Records:
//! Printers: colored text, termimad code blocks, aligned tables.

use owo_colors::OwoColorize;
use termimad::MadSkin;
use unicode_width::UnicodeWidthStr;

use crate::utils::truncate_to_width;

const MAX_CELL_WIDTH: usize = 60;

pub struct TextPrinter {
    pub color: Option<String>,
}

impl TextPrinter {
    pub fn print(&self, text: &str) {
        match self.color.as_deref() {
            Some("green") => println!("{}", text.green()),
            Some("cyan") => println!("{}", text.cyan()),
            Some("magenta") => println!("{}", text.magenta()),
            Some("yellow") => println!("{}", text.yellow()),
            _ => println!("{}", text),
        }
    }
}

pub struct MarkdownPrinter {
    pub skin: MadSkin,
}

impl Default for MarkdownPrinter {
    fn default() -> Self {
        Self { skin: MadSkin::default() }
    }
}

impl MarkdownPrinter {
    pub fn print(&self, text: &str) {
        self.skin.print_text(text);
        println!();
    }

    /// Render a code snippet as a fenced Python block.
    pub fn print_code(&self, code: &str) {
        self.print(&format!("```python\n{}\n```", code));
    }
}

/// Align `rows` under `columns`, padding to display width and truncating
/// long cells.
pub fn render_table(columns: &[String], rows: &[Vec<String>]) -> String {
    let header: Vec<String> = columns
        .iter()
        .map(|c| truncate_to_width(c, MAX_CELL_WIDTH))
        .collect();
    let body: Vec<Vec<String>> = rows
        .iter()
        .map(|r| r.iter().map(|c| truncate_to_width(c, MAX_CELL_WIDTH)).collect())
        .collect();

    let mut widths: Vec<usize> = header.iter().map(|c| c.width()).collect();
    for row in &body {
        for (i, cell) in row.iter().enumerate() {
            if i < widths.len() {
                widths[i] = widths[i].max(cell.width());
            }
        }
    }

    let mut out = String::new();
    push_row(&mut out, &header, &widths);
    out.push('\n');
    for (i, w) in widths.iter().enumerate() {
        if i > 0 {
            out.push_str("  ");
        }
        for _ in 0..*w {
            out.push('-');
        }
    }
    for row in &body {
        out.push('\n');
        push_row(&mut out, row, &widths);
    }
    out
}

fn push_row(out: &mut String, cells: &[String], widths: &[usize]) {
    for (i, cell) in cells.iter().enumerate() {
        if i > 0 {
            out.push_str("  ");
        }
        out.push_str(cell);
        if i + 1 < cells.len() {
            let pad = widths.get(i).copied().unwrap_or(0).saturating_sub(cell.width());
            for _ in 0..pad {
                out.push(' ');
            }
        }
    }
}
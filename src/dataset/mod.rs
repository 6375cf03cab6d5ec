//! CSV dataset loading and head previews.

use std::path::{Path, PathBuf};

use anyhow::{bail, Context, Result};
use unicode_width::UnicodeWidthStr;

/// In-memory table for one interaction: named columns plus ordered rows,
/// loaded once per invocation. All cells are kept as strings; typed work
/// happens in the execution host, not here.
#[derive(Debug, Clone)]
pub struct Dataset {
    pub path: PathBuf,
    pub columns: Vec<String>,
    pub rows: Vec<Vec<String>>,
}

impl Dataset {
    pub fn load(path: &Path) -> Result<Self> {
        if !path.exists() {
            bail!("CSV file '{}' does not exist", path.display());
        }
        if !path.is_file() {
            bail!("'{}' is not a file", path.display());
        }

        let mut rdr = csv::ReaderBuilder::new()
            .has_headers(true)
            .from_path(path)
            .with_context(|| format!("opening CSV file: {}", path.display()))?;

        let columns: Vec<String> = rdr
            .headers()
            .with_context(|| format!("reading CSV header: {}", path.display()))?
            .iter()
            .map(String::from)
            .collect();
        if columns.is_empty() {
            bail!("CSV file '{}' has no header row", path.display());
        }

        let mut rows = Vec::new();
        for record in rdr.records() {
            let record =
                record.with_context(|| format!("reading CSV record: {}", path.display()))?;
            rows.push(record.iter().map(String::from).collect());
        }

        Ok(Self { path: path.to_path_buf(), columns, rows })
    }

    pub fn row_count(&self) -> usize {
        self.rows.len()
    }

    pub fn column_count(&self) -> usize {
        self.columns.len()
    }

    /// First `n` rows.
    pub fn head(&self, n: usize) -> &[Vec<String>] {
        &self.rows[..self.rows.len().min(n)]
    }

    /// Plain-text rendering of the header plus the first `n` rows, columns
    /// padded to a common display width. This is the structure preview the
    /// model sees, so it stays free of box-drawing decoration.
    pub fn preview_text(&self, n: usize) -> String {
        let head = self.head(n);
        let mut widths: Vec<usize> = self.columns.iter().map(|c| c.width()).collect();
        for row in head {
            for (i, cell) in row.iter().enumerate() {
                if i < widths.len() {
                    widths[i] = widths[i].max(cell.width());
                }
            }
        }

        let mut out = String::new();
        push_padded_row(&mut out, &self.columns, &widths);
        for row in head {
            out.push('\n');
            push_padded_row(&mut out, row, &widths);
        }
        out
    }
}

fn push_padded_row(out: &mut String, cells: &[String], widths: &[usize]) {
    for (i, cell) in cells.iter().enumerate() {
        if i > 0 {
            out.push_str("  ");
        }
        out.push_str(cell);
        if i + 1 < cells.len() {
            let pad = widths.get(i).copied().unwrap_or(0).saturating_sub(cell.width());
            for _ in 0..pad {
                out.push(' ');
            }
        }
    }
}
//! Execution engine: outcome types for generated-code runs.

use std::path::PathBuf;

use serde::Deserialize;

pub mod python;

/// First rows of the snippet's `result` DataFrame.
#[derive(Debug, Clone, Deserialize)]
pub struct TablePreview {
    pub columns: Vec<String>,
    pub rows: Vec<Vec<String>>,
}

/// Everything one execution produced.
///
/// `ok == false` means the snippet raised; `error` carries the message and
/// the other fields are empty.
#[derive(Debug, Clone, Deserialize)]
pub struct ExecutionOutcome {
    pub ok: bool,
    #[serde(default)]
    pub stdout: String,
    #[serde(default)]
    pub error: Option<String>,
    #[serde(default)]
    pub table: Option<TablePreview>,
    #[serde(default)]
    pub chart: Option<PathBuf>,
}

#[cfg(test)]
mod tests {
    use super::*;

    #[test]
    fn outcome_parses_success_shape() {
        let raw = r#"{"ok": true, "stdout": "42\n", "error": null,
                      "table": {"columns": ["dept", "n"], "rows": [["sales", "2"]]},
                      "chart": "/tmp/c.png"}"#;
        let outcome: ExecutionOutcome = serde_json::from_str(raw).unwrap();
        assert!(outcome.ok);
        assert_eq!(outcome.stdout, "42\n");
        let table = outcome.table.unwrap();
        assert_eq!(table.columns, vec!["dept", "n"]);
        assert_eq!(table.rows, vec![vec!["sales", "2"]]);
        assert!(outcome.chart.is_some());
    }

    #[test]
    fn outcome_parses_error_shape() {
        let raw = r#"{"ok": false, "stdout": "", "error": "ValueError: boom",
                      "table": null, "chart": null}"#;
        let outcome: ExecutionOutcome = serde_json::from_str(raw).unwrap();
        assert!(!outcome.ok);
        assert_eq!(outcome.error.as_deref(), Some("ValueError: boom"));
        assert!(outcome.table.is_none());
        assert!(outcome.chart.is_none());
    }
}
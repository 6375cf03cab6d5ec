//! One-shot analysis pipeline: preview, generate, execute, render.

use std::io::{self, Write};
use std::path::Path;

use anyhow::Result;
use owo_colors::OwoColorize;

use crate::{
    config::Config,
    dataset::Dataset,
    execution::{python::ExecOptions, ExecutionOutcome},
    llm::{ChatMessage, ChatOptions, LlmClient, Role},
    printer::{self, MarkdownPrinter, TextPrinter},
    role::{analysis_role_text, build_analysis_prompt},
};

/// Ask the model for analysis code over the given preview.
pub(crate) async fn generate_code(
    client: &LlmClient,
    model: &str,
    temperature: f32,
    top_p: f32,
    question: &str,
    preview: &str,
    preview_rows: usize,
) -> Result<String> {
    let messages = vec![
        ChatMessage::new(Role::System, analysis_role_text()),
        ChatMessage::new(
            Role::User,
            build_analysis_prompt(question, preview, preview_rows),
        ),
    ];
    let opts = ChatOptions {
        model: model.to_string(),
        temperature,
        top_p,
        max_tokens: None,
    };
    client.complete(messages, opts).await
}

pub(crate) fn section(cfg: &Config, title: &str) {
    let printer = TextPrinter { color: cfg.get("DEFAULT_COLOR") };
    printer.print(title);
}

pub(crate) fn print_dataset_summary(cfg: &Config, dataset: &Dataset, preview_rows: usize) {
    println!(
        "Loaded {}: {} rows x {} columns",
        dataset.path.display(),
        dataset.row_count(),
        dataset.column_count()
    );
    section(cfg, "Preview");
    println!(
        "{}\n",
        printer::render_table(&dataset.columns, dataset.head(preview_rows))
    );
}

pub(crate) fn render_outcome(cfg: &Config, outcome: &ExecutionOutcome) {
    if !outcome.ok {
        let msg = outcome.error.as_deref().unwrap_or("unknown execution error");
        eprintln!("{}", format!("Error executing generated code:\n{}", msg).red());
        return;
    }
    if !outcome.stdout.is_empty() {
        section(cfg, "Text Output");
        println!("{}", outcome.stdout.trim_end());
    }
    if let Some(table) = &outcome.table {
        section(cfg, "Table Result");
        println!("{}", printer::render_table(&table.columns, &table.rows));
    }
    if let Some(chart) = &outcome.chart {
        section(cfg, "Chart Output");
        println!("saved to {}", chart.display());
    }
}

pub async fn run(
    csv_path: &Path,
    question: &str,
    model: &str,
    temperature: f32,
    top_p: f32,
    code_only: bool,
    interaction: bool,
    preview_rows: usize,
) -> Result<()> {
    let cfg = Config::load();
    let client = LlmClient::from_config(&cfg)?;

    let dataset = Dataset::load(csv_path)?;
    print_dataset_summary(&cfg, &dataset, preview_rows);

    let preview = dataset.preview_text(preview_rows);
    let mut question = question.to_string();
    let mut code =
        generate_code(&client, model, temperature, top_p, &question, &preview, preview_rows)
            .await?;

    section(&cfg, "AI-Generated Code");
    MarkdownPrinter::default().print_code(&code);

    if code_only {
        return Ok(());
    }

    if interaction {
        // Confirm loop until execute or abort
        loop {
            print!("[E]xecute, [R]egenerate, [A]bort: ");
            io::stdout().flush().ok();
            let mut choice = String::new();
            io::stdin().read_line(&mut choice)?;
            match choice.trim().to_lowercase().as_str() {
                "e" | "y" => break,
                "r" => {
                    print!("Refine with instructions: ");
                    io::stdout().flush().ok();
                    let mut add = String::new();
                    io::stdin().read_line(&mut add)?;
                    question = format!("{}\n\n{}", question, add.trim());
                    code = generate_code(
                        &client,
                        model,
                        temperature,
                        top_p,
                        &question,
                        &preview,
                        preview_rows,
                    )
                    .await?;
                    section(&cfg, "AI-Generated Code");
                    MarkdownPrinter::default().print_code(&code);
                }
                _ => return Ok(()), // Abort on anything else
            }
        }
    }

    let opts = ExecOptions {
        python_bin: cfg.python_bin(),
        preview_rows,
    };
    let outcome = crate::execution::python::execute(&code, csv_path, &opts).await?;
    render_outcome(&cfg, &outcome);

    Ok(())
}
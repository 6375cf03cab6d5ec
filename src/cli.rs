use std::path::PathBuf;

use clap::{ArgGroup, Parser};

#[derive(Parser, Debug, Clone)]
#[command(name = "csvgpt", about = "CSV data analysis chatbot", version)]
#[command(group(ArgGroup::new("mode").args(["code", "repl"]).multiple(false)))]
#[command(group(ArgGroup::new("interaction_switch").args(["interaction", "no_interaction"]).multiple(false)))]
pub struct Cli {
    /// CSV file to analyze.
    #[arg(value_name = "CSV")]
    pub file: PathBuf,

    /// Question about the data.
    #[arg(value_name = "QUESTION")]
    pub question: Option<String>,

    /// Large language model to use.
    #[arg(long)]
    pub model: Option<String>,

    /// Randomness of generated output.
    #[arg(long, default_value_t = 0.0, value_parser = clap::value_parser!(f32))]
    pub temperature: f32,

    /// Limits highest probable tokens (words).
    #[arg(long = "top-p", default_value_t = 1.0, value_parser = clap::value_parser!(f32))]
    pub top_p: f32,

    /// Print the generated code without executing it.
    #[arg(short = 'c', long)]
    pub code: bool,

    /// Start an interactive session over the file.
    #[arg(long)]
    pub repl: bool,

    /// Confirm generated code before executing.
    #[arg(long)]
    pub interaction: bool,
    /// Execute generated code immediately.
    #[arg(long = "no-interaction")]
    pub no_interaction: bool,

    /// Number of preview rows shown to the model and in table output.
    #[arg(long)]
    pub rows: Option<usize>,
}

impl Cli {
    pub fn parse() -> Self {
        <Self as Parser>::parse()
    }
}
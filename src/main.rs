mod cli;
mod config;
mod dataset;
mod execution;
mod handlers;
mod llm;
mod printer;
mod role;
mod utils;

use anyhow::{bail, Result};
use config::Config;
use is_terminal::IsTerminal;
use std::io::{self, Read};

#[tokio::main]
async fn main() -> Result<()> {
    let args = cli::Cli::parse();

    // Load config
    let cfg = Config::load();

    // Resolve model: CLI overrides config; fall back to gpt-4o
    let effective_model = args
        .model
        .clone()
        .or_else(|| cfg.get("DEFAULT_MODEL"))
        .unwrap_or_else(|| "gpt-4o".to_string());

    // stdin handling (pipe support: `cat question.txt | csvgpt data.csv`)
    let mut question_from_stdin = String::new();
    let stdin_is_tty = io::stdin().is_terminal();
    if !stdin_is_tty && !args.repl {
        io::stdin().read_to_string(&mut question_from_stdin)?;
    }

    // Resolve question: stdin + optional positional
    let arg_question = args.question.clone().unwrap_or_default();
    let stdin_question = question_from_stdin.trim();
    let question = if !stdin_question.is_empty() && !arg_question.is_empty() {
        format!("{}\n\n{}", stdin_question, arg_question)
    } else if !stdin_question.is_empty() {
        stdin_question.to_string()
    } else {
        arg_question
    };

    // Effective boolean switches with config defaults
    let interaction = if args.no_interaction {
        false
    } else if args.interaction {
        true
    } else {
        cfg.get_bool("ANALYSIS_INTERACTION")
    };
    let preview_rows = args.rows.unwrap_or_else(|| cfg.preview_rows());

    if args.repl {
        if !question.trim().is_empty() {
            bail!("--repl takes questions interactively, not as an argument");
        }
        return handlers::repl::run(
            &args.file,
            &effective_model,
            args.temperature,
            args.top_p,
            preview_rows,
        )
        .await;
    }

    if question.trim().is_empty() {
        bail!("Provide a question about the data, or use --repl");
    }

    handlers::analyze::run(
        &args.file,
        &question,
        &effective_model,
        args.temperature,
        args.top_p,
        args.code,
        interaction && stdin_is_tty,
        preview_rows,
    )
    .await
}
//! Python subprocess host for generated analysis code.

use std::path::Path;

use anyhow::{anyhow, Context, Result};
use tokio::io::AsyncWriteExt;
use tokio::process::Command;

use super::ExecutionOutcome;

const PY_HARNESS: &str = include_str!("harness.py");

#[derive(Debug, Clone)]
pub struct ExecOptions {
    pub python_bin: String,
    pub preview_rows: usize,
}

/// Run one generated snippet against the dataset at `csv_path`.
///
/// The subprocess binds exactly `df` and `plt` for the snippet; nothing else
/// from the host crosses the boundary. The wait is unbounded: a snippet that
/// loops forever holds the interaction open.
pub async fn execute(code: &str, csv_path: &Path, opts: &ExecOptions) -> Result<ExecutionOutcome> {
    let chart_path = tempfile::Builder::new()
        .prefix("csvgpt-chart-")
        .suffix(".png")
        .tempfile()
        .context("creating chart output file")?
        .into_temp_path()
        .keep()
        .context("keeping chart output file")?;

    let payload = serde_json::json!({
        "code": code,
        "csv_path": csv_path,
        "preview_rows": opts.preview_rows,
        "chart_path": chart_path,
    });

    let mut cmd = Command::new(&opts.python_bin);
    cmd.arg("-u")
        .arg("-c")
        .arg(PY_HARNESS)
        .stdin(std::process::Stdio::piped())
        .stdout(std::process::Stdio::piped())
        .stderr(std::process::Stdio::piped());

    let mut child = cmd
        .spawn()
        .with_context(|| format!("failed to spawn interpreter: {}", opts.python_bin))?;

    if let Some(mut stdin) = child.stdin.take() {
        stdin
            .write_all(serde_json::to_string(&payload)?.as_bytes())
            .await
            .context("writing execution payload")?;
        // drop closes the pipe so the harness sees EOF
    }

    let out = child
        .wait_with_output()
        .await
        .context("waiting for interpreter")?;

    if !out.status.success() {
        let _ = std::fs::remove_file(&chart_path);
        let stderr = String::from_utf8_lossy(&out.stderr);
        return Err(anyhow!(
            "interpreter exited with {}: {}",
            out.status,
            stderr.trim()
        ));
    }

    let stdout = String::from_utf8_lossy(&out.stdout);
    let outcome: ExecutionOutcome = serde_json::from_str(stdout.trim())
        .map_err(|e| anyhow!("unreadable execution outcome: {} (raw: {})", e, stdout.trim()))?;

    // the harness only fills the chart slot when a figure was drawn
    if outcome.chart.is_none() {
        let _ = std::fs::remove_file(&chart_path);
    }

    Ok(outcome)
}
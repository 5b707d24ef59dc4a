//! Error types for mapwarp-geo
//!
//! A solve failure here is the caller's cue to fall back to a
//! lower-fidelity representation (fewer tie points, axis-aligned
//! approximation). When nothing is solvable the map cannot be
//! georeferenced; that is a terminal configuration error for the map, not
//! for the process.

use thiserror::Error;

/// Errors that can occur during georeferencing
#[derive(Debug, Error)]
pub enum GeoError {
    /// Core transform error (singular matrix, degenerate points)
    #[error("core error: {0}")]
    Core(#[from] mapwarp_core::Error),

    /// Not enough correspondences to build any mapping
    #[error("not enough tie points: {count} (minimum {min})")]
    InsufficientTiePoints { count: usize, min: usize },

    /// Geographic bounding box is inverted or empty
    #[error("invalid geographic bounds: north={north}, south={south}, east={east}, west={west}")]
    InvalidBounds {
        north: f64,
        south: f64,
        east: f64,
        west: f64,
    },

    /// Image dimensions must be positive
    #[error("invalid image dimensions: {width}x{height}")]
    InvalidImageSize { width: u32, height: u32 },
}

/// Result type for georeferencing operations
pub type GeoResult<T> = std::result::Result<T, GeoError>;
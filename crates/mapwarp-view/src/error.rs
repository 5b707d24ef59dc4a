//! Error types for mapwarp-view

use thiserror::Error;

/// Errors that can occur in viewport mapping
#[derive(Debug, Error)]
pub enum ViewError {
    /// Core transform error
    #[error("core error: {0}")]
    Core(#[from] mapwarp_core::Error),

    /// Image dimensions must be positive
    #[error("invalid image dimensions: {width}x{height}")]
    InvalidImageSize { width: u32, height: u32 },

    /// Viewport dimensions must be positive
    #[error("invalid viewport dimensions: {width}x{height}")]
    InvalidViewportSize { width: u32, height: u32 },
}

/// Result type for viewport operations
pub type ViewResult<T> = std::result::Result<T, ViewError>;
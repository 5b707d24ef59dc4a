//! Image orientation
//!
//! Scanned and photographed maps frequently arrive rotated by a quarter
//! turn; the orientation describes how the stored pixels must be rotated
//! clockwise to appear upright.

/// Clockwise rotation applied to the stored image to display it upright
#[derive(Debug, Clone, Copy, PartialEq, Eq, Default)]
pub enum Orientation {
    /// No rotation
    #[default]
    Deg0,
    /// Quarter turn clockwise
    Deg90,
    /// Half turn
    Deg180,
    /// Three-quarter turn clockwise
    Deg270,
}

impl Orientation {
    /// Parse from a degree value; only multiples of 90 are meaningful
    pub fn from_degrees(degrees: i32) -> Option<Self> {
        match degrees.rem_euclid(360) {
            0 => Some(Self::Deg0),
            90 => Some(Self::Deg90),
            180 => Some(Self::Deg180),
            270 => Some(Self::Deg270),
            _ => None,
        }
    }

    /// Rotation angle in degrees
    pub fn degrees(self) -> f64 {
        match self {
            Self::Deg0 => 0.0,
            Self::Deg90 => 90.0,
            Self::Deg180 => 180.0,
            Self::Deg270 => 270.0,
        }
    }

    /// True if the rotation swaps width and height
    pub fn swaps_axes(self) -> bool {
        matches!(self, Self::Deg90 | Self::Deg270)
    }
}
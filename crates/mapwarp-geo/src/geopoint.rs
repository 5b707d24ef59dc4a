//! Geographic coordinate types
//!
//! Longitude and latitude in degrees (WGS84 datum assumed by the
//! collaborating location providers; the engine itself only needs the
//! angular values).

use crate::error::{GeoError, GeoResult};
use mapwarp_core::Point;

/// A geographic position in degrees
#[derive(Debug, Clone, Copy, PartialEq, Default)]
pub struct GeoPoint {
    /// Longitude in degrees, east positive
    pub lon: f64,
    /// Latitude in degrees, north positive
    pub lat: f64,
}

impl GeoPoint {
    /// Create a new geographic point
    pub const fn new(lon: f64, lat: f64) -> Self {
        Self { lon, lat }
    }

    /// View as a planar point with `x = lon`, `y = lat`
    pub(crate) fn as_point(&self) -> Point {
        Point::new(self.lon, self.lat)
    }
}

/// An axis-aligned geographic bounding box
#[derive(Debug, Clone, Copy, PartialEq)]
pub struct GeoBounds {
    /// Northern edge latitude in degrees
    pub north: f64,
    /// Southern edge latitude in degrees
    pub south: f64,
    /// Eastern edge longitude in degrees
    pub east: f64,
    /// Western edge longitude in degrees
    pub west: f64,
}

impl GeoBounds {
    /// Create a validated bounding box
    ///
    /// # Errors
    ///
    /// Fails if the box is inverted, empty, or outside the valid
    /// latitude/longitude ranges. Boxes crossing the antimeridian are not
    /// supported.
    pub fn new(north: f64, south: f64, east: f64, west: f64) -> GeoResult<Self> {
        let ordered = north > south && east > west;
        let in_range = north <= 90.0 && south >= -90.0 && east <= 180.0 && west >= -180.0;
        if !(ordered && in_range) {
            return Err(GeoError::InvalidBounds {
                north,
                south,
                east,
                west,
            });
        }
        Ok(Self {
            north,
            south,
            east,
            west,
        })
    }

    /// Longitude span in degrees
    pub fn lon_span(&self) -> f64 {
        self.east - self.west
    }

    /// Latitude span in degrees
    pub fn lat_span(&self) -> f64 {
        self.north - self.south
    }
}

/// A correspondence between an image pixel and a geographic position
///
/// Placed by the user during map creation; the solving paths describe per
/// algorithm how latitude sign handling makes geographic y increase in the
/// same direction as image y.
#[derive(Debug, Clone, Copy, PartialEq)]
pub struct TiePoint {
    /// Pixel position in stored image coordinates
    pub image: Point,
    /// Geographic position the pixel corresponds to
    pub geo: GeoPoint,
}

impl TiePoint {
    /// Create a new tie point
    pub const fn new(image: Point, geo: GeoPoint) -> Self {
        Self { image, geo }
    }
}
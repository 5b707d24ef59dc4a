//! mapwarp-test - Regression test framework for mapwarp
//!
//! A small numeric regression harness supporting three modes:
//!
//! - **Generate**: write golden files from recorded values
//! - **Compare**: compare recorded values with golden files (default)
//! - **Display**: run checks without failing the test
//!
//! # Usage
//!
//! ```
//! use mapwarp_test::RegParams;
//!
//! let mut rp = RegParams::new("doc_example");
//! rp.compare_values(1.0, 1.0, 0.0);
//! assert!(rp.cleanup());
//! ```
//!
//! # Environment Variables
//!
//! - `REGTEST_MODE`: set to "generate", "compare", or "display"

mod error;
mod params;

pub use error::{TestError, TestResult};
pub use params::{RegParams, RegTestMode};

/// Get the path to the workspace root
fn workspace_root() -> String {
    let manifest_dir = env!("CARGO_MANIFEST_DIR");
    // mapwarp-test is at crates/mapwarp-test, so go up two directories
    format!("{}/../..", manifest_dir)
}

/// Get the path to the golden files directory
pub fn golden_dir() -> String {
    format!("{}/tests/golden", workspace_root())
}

Try it:
Across the records above, tally the lines that contain "crates" and give the result as a number alone.

Expected answer:
3